Part 1 - Introduction to GeoEnrichment

Introduction

The GeoEnrichment module provides a python interface for access the demographic data provided through Business Analyst to enrich study areas, access standard geographies, and create reports. Accessing standard geographies enables retrieving and enriching standard jurisdictional areas such as counties, postal (zip) codes or US Census Block Groups in the United States.

Enriching Study Areas

The GeoEnrichment enrich capability adds location intelligence to the data by providing facts about a location or an area.
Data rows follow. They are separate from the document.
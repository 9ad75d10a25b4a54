// ============================================================
// Layer 5 — Inferencer
// ============================================================
// Rebuilds the network from a saved parameter directory and
// returns class probabilities for ragged (LoD) batches.
use anyhow::{anyhow, Result};
use burn::prelude::*;
use rand::Rng;

use crate::data::{batcher::SentimentBatcher, preprocessor::Preprocessor, vocab::WordDict};
use crate::domain::lod::LodBatch;
use crate::domain::review::Sentiment;
use crate::domain::traits::SentimentClassifier;
use crate::error::SentimentError;
use crate::infra::checkpoint::ParamStore;
use crate::ml::model::{StackedLstmConfig, StackedLstmNet};

pub struct Inferencer<B: Backend> {
    model:        StackedLstmNet<B>,
    config:       StackedLstmConfig,
    dict:         WordDict,
    batcher:      SentimentBatcher<B>,
    preprocessor: Preprocessor,
}

impl<B: Backend> Inferencer<B> {
    pub fn new(
        model:  StackedLstmNet<B>,
        config: StackedLstmConfig,
        dict:   WordDict,
        device: B::Device,
    ) -> Self {
        Self {
            model,
            config,
            dict,
            batcher: SentimentBatcher::new(device),
            preprocessor: Preprocessor::new(),
        }
    }

    pub fn from_params(store: &ParamStore, device: &B::Device) -> Result<Self> {
        let config = store.load_config()?;
        config.validate()?;
        let dict = store.load_word_dict()?;
        if dict.len() != config.dict_dim {
            return Err(anyhow!(
                "Word dictionary has {} entries but the model expects {}",
                dict.len(),
                config.dict_dim
            ));
        }

        let model = store.load_model(config.init::<B>(device), device)?;
        tracing::info!("Model loaded from '{}'", store.dir().display());
        Ok(Self::new(model, config, dict, device.clone()))
    }

    pub fn word_dict(&self) -> &WordDict {
        &self.dict
    }

    /// Random ids drawn uniformly from the whole dictionary.
    pub fn random_lod_batch<R: Rng>(&self, lod: Vec<usize>, rng: &mut R) -> Result<LodBatch> {
        let high = self.dict.len() as i64 - 1;
        Ok(LodBatch::random(lod, 0, high, rng)?)
    }

    /// One row of `class_dim` probabilities per sequence.
    pub fn infer(&self, batch: &LodBatch) -> Result<Vec<Vec<f32>>> {
        batch.check_ids(self.dict.len())?;

        let (word_ids, mask) = self.batcher.lod(batch);
        let probs = self.model.forward_probs(word_ids, mask);

        let flat: Vec<f32> = probs
            .into_data()
            .convert::<f32>()
            .to_vec()
            .map_err(|e| anyhow!("Cannot read probabilities: {e:?}"))?;

        Ok(flat
            .chunks(self.config.class_dim)
            .map(<[f32]>::to_vec)
            .collect())
    }
}

impl<B: Backend> SentimentClassifier for Inferencer<B> {
    fn classify(&self, text: &str) -> Result<(Sentiment, f32)> {
        let tokens = self.preprocessor.tokenize(text);
        if tokens.is_empty() {
            return Err(SentimentError::EmptySequence { index: 0 }.into());
        }

        let batch = LodBatch::from_sequences(&[self.dict.encode(&tokens)])?;
        let probs = self.infer(&batch)?;
        let row = probs
            .first()
            .ok_or_else(|| anyhow!("Model returned no prediction"))?;

        let (best, p) = row
            .iter()
            .copied()
            .enumerate()
            .fold((0, f32::NEG_INFINITY), |acc, (i, p)| if p > acc.1 { (i, p) } else { acc });

        tracing::debug!("'{}' → class {} (p={:.4})", text, best, p);
        Ok((Sentiment::from_class_index(best)?, p))
    }
}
Using GeoEnrichment, you can get information about the people and places in a specific area or within a certain distance or drive time from a location. It enables you to query and use information from a large collection of datasets including population, income, housing, consumer behavior, and the natural environment.

This enables you to answer questions about locations that you can't answer with maps alone. For example, what kind of people live here? What do people like to do in this area? What are their habits and lifestyles?

GeoEnrichment makes your analysis more powerful by adding demographic variables in a geographic context. Further, these variables can be accessed at multiple standard geographic resolutions based on the jurisdictional area.

Getting Started

GeoEnrichment Source

Utilizing these capabilities requires either a properly configured Web GIS instance and a login with permissions to utilize these capabilities, or a local installation of ArcGIS Pro with Business Analyst and at least one country data pack installed. A properly configured Web GIS instance can be either ArcGIS Online or ArcGIS Enterprise. ArcGIS Enterprise can support GeoEnrichment module capabilities by configuring the GeoEnrichment utility service to connect to ArcGIS Online or a fully configured ArcGIS Business Analyst Enterprise deployment.

Local GeoEnrichment Source

If utilizing a local GIS to perform enrichment, you need to have an environment configured with ArcGIS Pro with Business Analyst and at least one local data pack. To specify this local source, you must create an arcgis.gis.GIS object instance using the 'pro' keyword. This tells GeoEnrichment to use the locally installed source.

NOTE: At the 2.1.0 release, standard geography retrieval and reporting is not yet supported with a local source.

from arcgis.gis import GIS

gis = GIS("pro")

Web GIS GeoEnrichment Source

If using ArcGIS Online or ArcGIS Enterprise with the GeoEnrichment module, you need to create an arcgis.gis.GIS object instance connected to the properly configured Web GIS with a user who has permissions to perform enrichment and create reports.

NOTE: GeoEnrichment operations using ArcGIS Online consumes credits. Credits are the currency used across ArcGIS and are consumed for specific transactions. Learn more about credit consumption for GeoEnrichment here.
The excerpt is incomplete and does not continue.